[Stored data]
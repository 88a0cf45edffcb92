#![allow(non_snake_case, non_camel_case_types, non_upper_case_globals)]
use std::os::raw::*;

pub type MpiComm = c_int;
pub type MpiDatatype = c_int;
pub type MpiOp = c_int;

pub const MPI_SUM: MpiOp = 0x58000003;

pub const MPI_COMM_WORLD: MpiComm = 0x44000000;

pub const MPI_DOUBLE: MpiDatatype = 0x4c00080b;
pub const MPI_LONG_LONG_INT: MpiDatatype = 0x4c000809;
pub const MPI_LONG_LONG: MpiDatatype = MPI_LONG_LONG_INT;

#[repr(C)]
#[derive(Default)]
pub struct MPI_Status {
    count: c_int,
    cancelled: c_int,
    mpi_source: c_int,
    mpi_tag: c_int,
    mpi_error: c_int,
}

#[link(name = "mpich", kind = "dylib")]
extern "C" {
    pub fn MPI_Init(argc: *const c_int, argv: *const c_char) -> c_int;

    pub fn MPI_Finalize() -> c_int;

    pub fn MPI_Comm_rank(comm: MpiComm, rank: *mut c_int) -> c_int;

    pub fn MPI_Comm_size(comm: MpiComm, size: *mut c_int) -> c_int;

    pub fn MPI_Barrier(comm: MpiComm) -> c_int;

    pub fn MPI_Allreduce(
        sendbuf: *const c_void,
        recvbuf: *mut c_void,
        count: c_int,
        datatype: MpiDatatype,
        op: MpiOp,
        comm: MpiComm,
    ) -> c_int;

    pub fn MPI_Sendrecv(
        sendbuf: *const c_void,
        sendcount: c_int,
        sendtype: MpiDatatype,
        dest: c_int,
        sendtag: c_int,
        recvbuf: *mut c_void,
        recvcount: c_int,
        recvtype: MpiDatatype,
        source: c_int,
        recvtag: c_int,
        comm: MpiComm,
        status: *mut MPI_Status,
    ) -> c_int;
}
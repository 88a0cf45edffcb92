use crate::{Atoms, AtomsError, Tag};

use itertools::Itertools;
use std::collections::{BTreeSet, HashMap};

// Special neighbors of one owned atom: atoms 1, 2 and 3 bonds away.
//
// Pair styles scale the interaction of an atom with its special neighbors
// by the factor of the corresponding level (special_coul[1..=3]).
#[derive(Debug, Clone, Default, PartialEq)]
pub struct SpecialList {
    pub onetwo: Vec<Tag>,
    pub onethree: Vec<Tag>,
    pub onefour: Vec<Tag>,
}

impl SpecialList {
    pub fn new(onetwo: Vec<Tag>, onethree: Vec<Tag>, onefour: Vec<Tag>) -> SpecialList {
        SpecialList {
            onetwo,
            onethree,
            onefour,
        }
    }

    /// 1 for a 1-2 neighbor, 2 for 1-3, 3 for 1-4, 0 otherwise.
    pub fn level_of(&self, tag: Tag) -> usize {
        if self.onetwo.contains(&tag) {
            1
        } else if self.onethree.contains(&tag) {
            2
        } else if self.onefour.contains(&tag) {
            3
        } else {
            0
        }
    }

    pub fn level(&self, level: usize) -> &[Tag] {
        match level {
            1 => &self.onetwo,
            2 => &self.onethree,
            _ => &self.onefour,
        }
    }

    pub fn level_mut(&mut self, level: usize) -> &mut Vec<Tag> {
        match level {
            1 => &mut self.onetwo,
            2 => &mut self.onethree,
            _ => &mut self.onefour,
        }
    }

    pub fn remove(&mut self, tag: Tag) {
        self.onetwo.retain(|&t| t != tag);
        self.onethree.retain(|&t| t != tag);
        self.onefour.retain(|&t| t != tag);
    }

    pub fn len(&self) -> usize {
        self.onetwo.len() + self.onethree.len() + self.onefour.len()
    }

    pub fn is_empty(&self) -> bool {
        self.len() == 0
    }

    pub fn pack(&self, buf: &mut Vec<f64>) {
        buf.push(self.onetwo.len() as f64);
        buf.push(self.onethree.len() as f64);
        buf.push(self.onefour.len() as f64);

        for level in 1..=3 {
            buf.extend(self.level(level).iter().map(|&t| t as f64));
        }
    }

    /// Returns the list and the number of values consumed.
    pub fn unpack(buf: &[f64]) -> Result<(SpecialList, usize), AtomsError> {
        if buf.len() < 3 {
            return Err(AtomsError::TruncatedBuffer {
                needed: 3,
                found: buf.len(),
            });
        }

        let counts = [buf[0] as usize, buf[1] as usize, buf[2] as usize];
        let needed = 3 + counts.iter().sum::<usize>();

        if buf.len() < needed {
            return Err(AtomsError::TruncatedBuffer {
                needed,
                found: buf.len(),
            });
        }

        let mut special = SpecialList::default();
        let mut m = 3;

        for (level, &n) in counts.iter().enumerate() {
            *special.level_mut(level + 1) = buf[m..m + n].iter().map(|&t| t as Tag).collect();
            m += n;
        }

        Ok((special, m))
    }
}

/// Build 1-2/1-3/1-4 lists of all owned atoms from the bond lists.
///
/// Serial helper: every bonded atom must be owned by this process.
pub fn build_special(atoms: &mut Atoms) -> Result<(), AtomsError> {
    let nlocal = atoms.nlocal;

    let mut adjacency: HashMap<Tag, BTreeSet<Tag>> = HashMap::new();

    for i in 0..nlocal {
        let ti = atoms.tag[i];
        adjacency.entry(ti).or_default();

        for &tj in atoms.bond_atom[i].iter() {
            match atoms.map(tj) {
                Some(j) if j < nlocal => {}
                _ => return Err(AtomsError::MissingAtom { tag: tj }),
            }

            adjacency.entry(ti).or_default().insert(tj);
            adjacency.entry(tj).or_default().insert(ti);
        }
    }

    let empty = BTreeSet::new();

    for i in 0..nlocal {
        let ti = atoms.tag[i];

        let onetwo: Vec<Tag> = adjacency[&ti].iter().copied().collect();

        let onethree: Vec<Tag> = onetwo
            .iter()
            .flat_map(|t| adjacency.get(t).unwrap_or(&empty).iter().copied())
            .filter(|&t| t != ti && !onetwo.contains(&t))
            .unique()
            .sorted()
            .collect();

        let onefour: Vec<Tag> = onethree
            .iter()
            .flat_map(|t| adjacency.get(t).unwrap_or(&empty).iter().copied())
            .filter(|&t| t != ti && !onetwo.contains(&t) && !onethree.contains(&t))
            .unique()
            .sorted()
            .collect();

        atoms.special[i] = SpecialList::new(onetwo, onethree, onefour);
    }

    Ok(())
}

Your goal |
Restate the records above verbatim up to and including the line containing "pub const MPI_LONG_LONG_INT: MpiDatatype".

Solution for this task |
repository 88a0cf45edffcb92
#![allow(non_snake_case, non_camel_case_types, non_upper_case_globals)]
use std::os::raw::*;

pub type MpiComm = c_int;
pub type MpiDatatype = c_int;
pub type MpiOp = c_int;

pub const MPI_SUM: MpiOp = 0x58000003;

pub const MPI_COMM_WORLD: MpiComm = 0x44000000;

pub const MPI_DOUBLE: MpiDatatype = 0x4c00080b;
pub const MPI_LONG_LONG_INT: MpiDatatype = 0x4c000809;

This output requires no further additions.